Report of Foreign Private Issuer

 

Dated March 31, 2017

 

Pursuant to Rule 13a-16 or 15d-16 of
the Securities Exchange Act of 1934

 

Aktiebolaget Svensk Exportkredit
Swedish Export Credit Corporation

(Translation of Registrant’s Name into English)

 

Klarabergsviadukten

61-63

SE-101 23 Stockholm

Sweden

(Address of Principal Executive Offices)

 

Indicate by check mark whether the registrant files or will file annual reports under cover Form 20-F or Form 40-F.

 

Form 20-F   x

Form 40-F   o

 

Indicate by check mark if the registrant is submitting the Form 6-K in paper as permitted by Regulation S-T Rule 101(b)(1):   N/A

 

Indicate by check mark if the registrant is submitting the Form 6-K in paper as permitted by Regulation S-T Rule 101(b)(7):   N/A

 

Indicate by check mark whether by furnishing the information contained in this Form, the registrant is also thereby furnishing the information to the Commission pursuant to Rule 12g3-2(b) under the Securities Exchange Act of 1934.

 

Yes   o

No   x

 

If “Yes” is marked, indicate below the file number assigned to the registrant in connection with Rule 12g3-2(b):  N/A

 

 

 



 

EXPLANATORY NOTE

 

This Amendment No. 1 on Form 6-K/A (“Amendment No. 1”) amends and restates the Form 6-K filed on March 29, 2017 (the “Original Form 6-K”) by Aktiebolaget Svensk Exportkredit (“SEK”) in its entirety.  A draft version of the Original Form 6-K that was unsigned was inadvertently filed and it should not be relied upon.  This Amendment No. 1 is signed on behalf of SEK by the undersigned, thereunto duly authorized, and updates the date of the announcement and signature therein to refer to the date hereof.

 

In addition, Exhibit 99.1 hereto amends and restates Exhibit 99.1 to the Original Form 6-K in its entirety to refer to this Amendment No. 1 instead of the Original Form 6-K.  Other than the foregoing, all of the information in the Original Form 6-K, including Exhibit 99.1 thereto, remains unchanged.

 

New SEK Board Members Elected at Annual General Meeting

 

Stockholm, March 31, 2017 — SEK has announced that, at the Annual General Meeting held on March 22, 2017, Reinhold Geijer and Hans Larsson were each elected to the Board of Directors of SEK (the “Board”) as Directors.
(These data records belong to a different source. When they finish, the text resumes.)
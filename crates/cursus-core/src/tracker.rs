//! Applying lesson-completion events to enrollments.
//!
//! The tracker owns the read-modify-write cycle: fetch the lesson sequence
//! (bounded by a timeout), gate the event through [`crate::policy`], derive
//! the new persisted state, and write it through the store's
//! compare-and-swap, retrying a bounded number of times when a concurrent
//! writer wins the version check. The persisted enrollment is the sole
//! source of truth for progress — nothing is tracked in process memory.

use std::{sync::Arc, time::Duration};

use chrono::Utc;
use uuid::Uuid;

use crate::{
  catalog::{CourseCatalog, LearnerDirectory, LessonSequence},
  certificate::Certificate,
  enrollment::{CompletionStatus, Enrollment, NewEnrollment},
  issuer::CertificateIssuer,
  policy,
  store::{EnrollmentStore, ProgressPatch},
  Error, Result,
};

// ─── Configuration ───────────────────────────────────────────────────────────

#[derive(Debug, Clone)]
pub struct TrackerConfig {
  /// Upper bound on a catalog lookup. On elapse the completion event is
  /// rejected with `CatalogUnavailable` so the client can retry; it is
  /// never silently skipped.
  pub catalog_timeout:    Duration,
  /// How many times a completion event re-reads and re-writes after losing
  /// the version check. Exhausting the budget surfaces the conflict rather
  /// than masking a persistently contended record.
  pub max_write_attempts: u32,
}

impl Default for TrackerConfig {
  fn default() -> Self {
    Self {
      catalog_timeout:    Duration::from_secs(5),
      max_write_attempts: 4,
    }
  }
}

// ─── Outcome ─────────────────────────────────────────────────────────────────

/// What a completion event produced.
#[derive(Debug, Clone, serde::Serialize, serde::Deserialize)]
pub struct CompletionOutcome {
  pub enrollment:  Enrollment,
  /// Present whenever the enrollment is `Completed` after this event —
  /// both on the completing call itself and on idempotent re-delivery of a
  /// final-lesson event, so every caller observes the same certificate.
  pub certificate: Option<Certificate>,
}

// ─── Tracker ─────────────────────────────────────────────────────────────────

pub struct ProgressTracker<S, C> {
  store:   Arc<S>,
  catalog: Arc<C>,
  issuer:  CertificateIssuer<S>,
  config:  TrackerConfig,
}

impl<S, C> ProgressTracker<S, C>
where
  S: EnrollmentStore,
  C: CourseCatalog + LearnerDirectory,
{
  pub fn new(store: Arc<S>, catalog: Arc<C>) -> Self {
    Self::with_config(store, catalog, TrackerConfig::default())
  }

  pub fn with_config(
    store: Arc<S>,
    catalog: Arc<C>,
    config: TrackerConfig,
  ) -> Self {
    let issuer = CertificateIssuer::new(Arc::clone(&store));
    Self { store, catalog, issuer, config }
  }

  pub fn issuer(&self) -> &CertificateIssuer<S> { &self.issuer }

  // ── Enrollment lifecycle ──────────────────────────────────────────────

  /// Enroll a learner in a course.
  ///
  /// Both references are validated against the external collaborators
  /// before the row is created; an existing pair surfaces as
  /// `AlreadyEnrolled`.
  pub async fn enroll(
    &self,
    learner_id: Uuid,
    course_id: Uuid,
  ) -> Result<Enrollment> {
    if !self.catalog.learner_exists(learner_id).await? {
      return Err(Error::LearnerNotFound(learner_id));
    }
    // Also validates the course reference: an unknown course fails here
    // with CourseNotFound before anything is written.
    self.lesson_sequence(course_id).await?;

    self
      .store
      .create_enrollment(NewEnrollment { learner_id, course_id })
      .await
  }

  /// Administrative unenroll. Never retracts an issued certificate.
  pub async fn unenroll(
    &self,
    learner_id: Uuid,
    course_id: Uuid,
  ) -> Result<()> {
    self.store.delete_enrollment(learner_id, course_id).await
  }

  // ── Reads ─────────────────────────────────────────────────────────────

  pub async fn enrollment(
    &self,
    learner_id: Uuid,
    course_id: Uuid,
  ) -> Result<Enrollment> {
    self
      .store
      .enrollment(learner_id, course_id)
      .await?
      .ok_or(Error::EnrollmentNotFound { learner_id, course_id })
  }

  pub async fn enrollments_for_learner(
    &self,
    learner_id: Uuid,
  ) -> Result<Vec<Enrollment>> {
    self.store.enrollments_for_learner(learner_id).await
  }

  pub async fn enrollments_for_course(
    &self,
    course_id: Uuid,
  ) -> Result<Vec<Enrollment>> {
    self.store.enrollments_for_course(course_id).await
  }

  // ── The completion event ──────────────────────────────────────────────

  /// Apply the event "lesson `lesson_id` of `course_id` finished playing
  /// for `learner_id`" — the single public mutating operation of the core.
  ///
  /// Re-delivery of the same event (double submission, client retry) is an
  /// idempotent no-op that only refreshes `last_accessed`.
  pub async fn record_lesson_completion(
    &self,
    learner_id: Uuid,
    course_id: Uuid,
    lesson_id: &str,
  ) -> Result<CompletionOutcome> {
    let seq = self.lesson_sequence(course_id).await?;
    let index = seq.position(lesson_id).ok_or_else(|| {
      Error::UnknownLesson { course_id, lesson_id: lesson_id.to_owned() }
    })?;

    let mut attempt = 0;
    loop {
      attempt += 1;

      let enrollment = self
        .store
        .enrollment(learner_id, course_id)
        .await?
        .ok_or(Error::EnrollmentNotFound { learner_id, course_id })?;

      let result = self.apply(&enrollment, &seq, index).await;
      match result {
        Err(Error::VersionConflict { .. })
          if attempt < self.config.max_write_attempts =>
        {
          continue;
        }
        other => return other,
      }
    }
  }

  /// One read-modify-write attempt against a snapshot of the enrollment.
  async fn apply(
    &self,
    enrollment: &Enrollment,
    seq: &LessonSequence,
    index: usize,
  ) -> Result<CompletionOutcome> {
    let frontier = policy::frontier_index(enrollment, seq);
    if !policy::can_access(index, enrollment, seq) {
      return Err(Error::IllegalTransition { attempted: index, frontier });
    }

    let now = Utc::now();
    let watched_before = policy::watched_count(enrollment, seq);

    // Already inside the watched set: re-delivered event. Touch the access
    // timestamp and return the current state unchanged.
    if index < watched_before {
      let patch = ProgressPatch {
        progress:            enrollment.progress,
        status:              enrollment.status,
        last_lesson_watched: enrollment.last_lesson_watched.clone(),
        last_accessed:       now,
        completed_at:        enrollment.completed_at,
      };
      let updated = self
        .store
        .update_progress(
          enrollment.learner_id,
          enrollment.course_id,
          enrollment.version,
          patch,
        )
        .await?;
      return self.outcome(updated).await;
    }

    let advance = policy::record_completion(index, enrollment, seq);
    let total = seq.len();
    let watched = watched_before.max(index + 1);
    let is_final = index + 1 == total;

    // round(watched/total * 100), clamped so that only the final lesson can
    // reach 100 (progress == 100 must coincide with Completed), and never
    // below the previously persisted value.
    let progress = if is_final {
      100
    } else {
      let computed =
        ((watched as f64 / total as f64) * 100.0).round() as u8;
      computed.min(99).max(enrollment.progress)
    };

    let status = if progress == 100 {
      CompletionStatus::Completed
    } else if progress > 0 {
      CompletionStatus::InProgress
    } else {
      enrollment.status
    };

    let newly_completed =
      status.is_completed() && !enrollment.status.is_completed();

    // Resume at the lesson after the completed one; on the final lesson the
    // pointer stays on it.
    let resume = advance
      .next_lesson
      .or_else(|| seq.get(index).map(|l| l.lesson_id.clone()));

    let patch = ProgressPatch {
      progress,
      status,
      last_lesson_watched: resume,
      last_accessed: now,
      completed_at: if newly_completed {
        Some(now)
      } else {
        enrollment.completed_at
      },
    };

    let updated = self
      .store
      .update_progress(
        enrollment.learner_id,
        enrollment.course_id,
        enrollment.version,
        patch,
      )
      .await?;
    self.outcome(updated).await
  }

  /// Attach the certificate whenever the enrollment is completed; issuance
  /// is idempotent, so re-delivered final-lesson events converge on the
  /// same record.
  async fn outcome(&self, enrollment: Enrollment) -> Result<CompletionOutcome> {
    let certificate = if enrollment.status.is_completed() {
      Some(
        self
          .issuer
          .issue(enrollment.learner_id, enrollment.course_id)
          .await?,
      )
    } else {
      None
    };
    Ok(CompletionOutcome { enrollment, certificate })
  }

  // ── Catalog access ────────────────────────────────────────────────────

  async fn lesson_sequence(&self, course_id: Uuid) -> Result<LessonSequence> {
    match tokio::time::timeout(
      self.config.catalog_timeout,
      self.catalog.lesson_sequence(course_id),
    )
    .await
    {
      Ok(result) => result,
      Err(_) => Err(Error::CatalogUnavailable(format!(
        "lesson sequence lookup for course {course_id} timed out"
      ))),
    }
  }
}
Reinhold Geijer and Hans Larsson replace Jan Belfrage and Magnus Uggla, who each chose to leave the Board of Directors after six years and one year of service, respectively.

 

The Board now consists of the following eight directors:

 

Name

 

Age(1)

 

Position

Lars-Linder Aronson

 

63

 

Chairman of the Board and Director

Cecilia Ardström

 

51

 

Director

Susanne Lithander

 

55

 

Director

Lotta Mellström

 

46

 

Director

Ulla Nilsson

 

69

 

Director

Teppo Tauriainen

 

55

 

Director

Reinhold Geijer

 

63

 

Director

Hans Larsson

 

55

 

Director

 


(1) As of December 31, 2016

 

Each of the directors was elected to serve for a term of one year, which expires at the end of SEK’s next Annual General Meeting in 2018.

 

Brief biographies of each of the new directors follow below.

 

Mr. Geijer is currently a Board Member of The Sweden American Foundation, The British Swedish Chamber of Commerce and Skandia Liv AB.  He has previously served as Chief Executive Officer of The Royal Bank of Scotland, Nordic Branch.

 

Mr. Larsson is currently Chairman of the Board of Nordnet and a Board Member of Lindorff Group, Oslo Norway.  He has previously served as Head of Group Strategy & Business Development at Skandinaviska Enskilda Banken AB.

 

Change in SEK’s External Auditor

 

As previously disclosed, the Board proposed, in accordance with the Audit Committee’s recommendation, at SEK’s Annual General Meeting on March 22, 2017 (the “2017 Annual Meeting”) that Öhrlings PricewaterhouseCoopers AB (“PwC”) serve as external auditors of SEK for a period of one year until the end of SEK’s next Annual General Meeting in 2018.  This proposal was adopted at the 2017 Annual Meeting.  Accordingly, the engagement of SEK’s existing auditors, Ernst & Young AB (“E&Y”), was not renewed.  The change was made pursuant to corporate governance guidelines recommending periodic rotation of independent registered public accounting firms and was not the result of E&Y’s resignation, dismissal or refusal to stand for re-election.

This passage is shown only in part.